Em 1999, o Conselho Federal de Psicologia, editou a Resolução nº 01 de 1999, considerando que a forma como cada um vive sua sexualidade faz parte da identidade do sujeito, a qual deve ser compreendida na sua totalidade, bem como que a homossexualidade não constitui doença, nem distúrbio e nem perversão. Desse modo, o CFP proibiu que os psicólogos exercessem qualquer ação que favoreça a patologização de comportamentos ou práticas homoeróticas, ou que adotassem ação coercitiva tendente a orientar homossexuais para tratamentos não solicitados.
Nos anos 2000, o INSS concedeu o direito previdenciário de pensão a parceiros gays por falecimento ou detenção. E em 2001, é Fundada a Articulação Nacional de Travestis (Antra). A Antra hoje é referência na coleta de dados sobre violações de direitos de pessoas trans.
Por aí em diante, alguns outros direitos foram alcançados. Em 2011, o Supremo Tribunal Federal, a partir de pedido da Procuradoria-Geral da República e do Governador do Rio de Janeiro, reconheceu a validade jurídica das uniões estáveis entre pessoas do mesmo sexo. No mesmo ano, o Superior Tribunal de Justiça decidiu que casais do mesmo sexo também poderiam se casar no civil.
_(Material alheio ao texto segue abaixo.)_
//! Application configuration, read once from the environment (and `.env`).

use std::{fmt::Display, str::FromStr};

/// Value shipped in the repository; refused in production.
pub const DEFAULT_SESSION_SECRET: &str = "default-session-secret-change-in-production";

lazy_static::lazy_static! {
    pub static ref CONFIG: AppConfig = AppConfig::from_env();
}

#[derive(Debug, Clone)]
pub struct AppConfig {
    pub host: String,
    pub port: u16,
    pub environment: String,
    pub log_level: Option<String>,
    pub log_dir: String,
    pub session_secret: String,
    pub session_ttl_days: i64,
    pub secure_cookies: bool,
    pub media_root: String,
    pub site_name: String,
    pub max_body_bytes: usize,
}

impl Default for AppConfig {
    fn default() -> Self {
        Self {
            host: "127.0.0.1".to_string(),
            port: 8001,
            environment: "development".to_string(),
            log_level: None,
            log_dir: "logs".to_string(),
            session_secret: DEFAULT_SESSION_SECRET.to_string(),
            session_ttl_days: 14,
            secure_cookies: false,
            media_root: "media".to_string(),
            site_name: "BlogHub".to_string(),
            max_body_bytes: 8 * 1024 * 1024,
        }
    }
}

impl AppConfig {
    pub fn from_env() -> Self {
        let defaults = Self::default();
        Self {
            host: env_or("HOST", defaults.host),
            port: parse_or("PORT", defaults.port),
            environment: env_or("ENVIRONMENT", defaults.environment),
            log_level: std::env::var("LOG_LEVEL").ok(),
            log_dir: env_or("LOG_DIR", defaults.log_dir),
            session_secret: env_or("SESSION_SECRET", defaults.session_secret),
            session_ttl_days: parse_or("SESSION_TTL_DAYS", defaults.session_ttl_days),
            secure_cookies: parse_or("SECURE_COOKIES", defaults.secure_cookies),
            media_root: env_or("MEDIA_ROOT", defaults.media_root),
            site_name: env_or("SITE_NAME", defaults.site_name),
            max_body_bytes: parse_or("MAX_BODY_BYTES", defaults.max_body_bytes),
        }
    }

    pub fn is_production(&self) -> bool {
        self.environment == "production"
    }

    /// Production must not run with the published default secret.
    pub fn has_insecure_secret(&self) -> bool {
        self.session_secret.is_empty() || self.session_secret == DEFAULT_SESSION_SECRET
    }

    pub fn bind_addr(&self) -> String {
        format!("{}:{}", self.host, self.port)
    }
}

fn env_or(key: &str, default: String) -> String {
    std::env::var(key).unwrap_or(default)
}

fn parse_or<T>(key: &str, default: T) -> T
where
    T: FromStr + Display,
    T::Err: Display,
{
    match std::env::var(key) {
        Ok(raw) => raw.trim().parse().unwrap_or_else(|e| {
            tracing::warn!("Invalid {key} value {raw:?}: {e}; using default {default}");
            default
        }),
        Err(_) => default,
    }
}

#[cfg(test)]
mod tests {
    use super::*;

    #[test]
    fn test_defaults_are_development() {
        let config = AppConfig::default();
        assert!(!config.is_production());
        assert!(config.has_insecure_secret());
        assert_eq!(config.bind_addr(), "127.0.0.1:8001");
        assert_eq!(config.session_ttl_days, 14);
    }

    #[test]
    fn test_custom_secret_is_not_insecure() {
        let config = AppConfig {
            session_secret: "a-long-random-value".to_string(),
            ..AppConfig::default()
        };
        assert!(!config.has_insecure_secret());
    }

    #[test]
    fn test_parse_or_falls_back_on_missing_key() {
        let port: u16 = parse_or("BLOGHUB_TEST_UNSET_PORT", 4242);
        assert_eq!(port, 4242);
    }
}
Dois anos mais tarde, o Conselho Nacional de Justiça editou a Resolução 175 de 2013, proibindo que as autoridades competentes se recusem de habilitar, celebrar casamento civil, ou de converter união estável em casamento entre pessoas de mesmo sexo.
Em 2015, o Supremo julgou um Recurso Extraordinário reconhecendo que casais homoafetivos também poderiam adotar crianças e adolescentes.
Em 2013, a ABGLT impetrou o Mandado de Injunção 4733 no STF requerendo o reconhecimento de omissão brasileira em criminalizar a homofobia e que fosse aplicada a Lei de Racismo (Lei 7716/89), até que fosse editada uma lei especifica. No mesmo sentido, o Partido Popular Socialista propôs a Ação Direta de Inconstitucionalidade por Omissão 26. As duas ações foram julgadas juntas em 2019, culminando na criminalização da homotransfobia.
Em 2018, o Conselho Federal de Psicologia editou a Resolução 1 de 2018 determinando que as psicólogas e os psicólogos, no exercício de sua prática profissional, não colaborarão com eventos ou serviços que contribuam para o desenvolvimento de culturas institucionais discriminatórias em relação às transexualidades e travestilidades.
Ainda, em 2020, o STF decidiu que homens que fazem sexo com homens (gays, bissexuais, pansexuais, etc), podem doar sangue, declarando a inconstitucionalidade da norma da Anvisa que previa tal proibição.
Todas essas decisões já foram tratadas aqui no Cores, na coluna de Justiça.
Fiz questão de fazer esse levantamento histórico para provar que o Dia do Orgulho, em que pese seja uma data internacional, não precisa ser só sobre Stonewall ou qualquer outro evento estrangeiro que causou comoção. Pode - e deve - ser sobre o Brasil e sua luta histórica contra a discriminação.
Precisamos valorizar nossa própria história e nossos marcos. Temos muito 'pano para mangas', então é preciso ressaltar isso, principalmente sendo o Brasil o país em que mais ceifam as vidas dos nossos e nossas. Isso só reforça que, não chegamos aqui de uma hora para outra, de paraquedas. Tudo que conquistamos, foi graças a esse movimento, que, claro, recebeu influência dos movimentos estrangeiros, mas se desenvolveu e ganhou forças aqui.
No mais, no dia do Orgulho, além de celebrar a vida daqueles que, como disse Jota Mombaça, vivem e vibram apesar do Brasil, além de rememorar a luta de todos esses grupos, devemos nos mobilizar para que outros direitos sejam reconhecidos e positivados (garantidos em lei), afinal, não podemos depender eternamente da boa vontade das cortes brasileiras.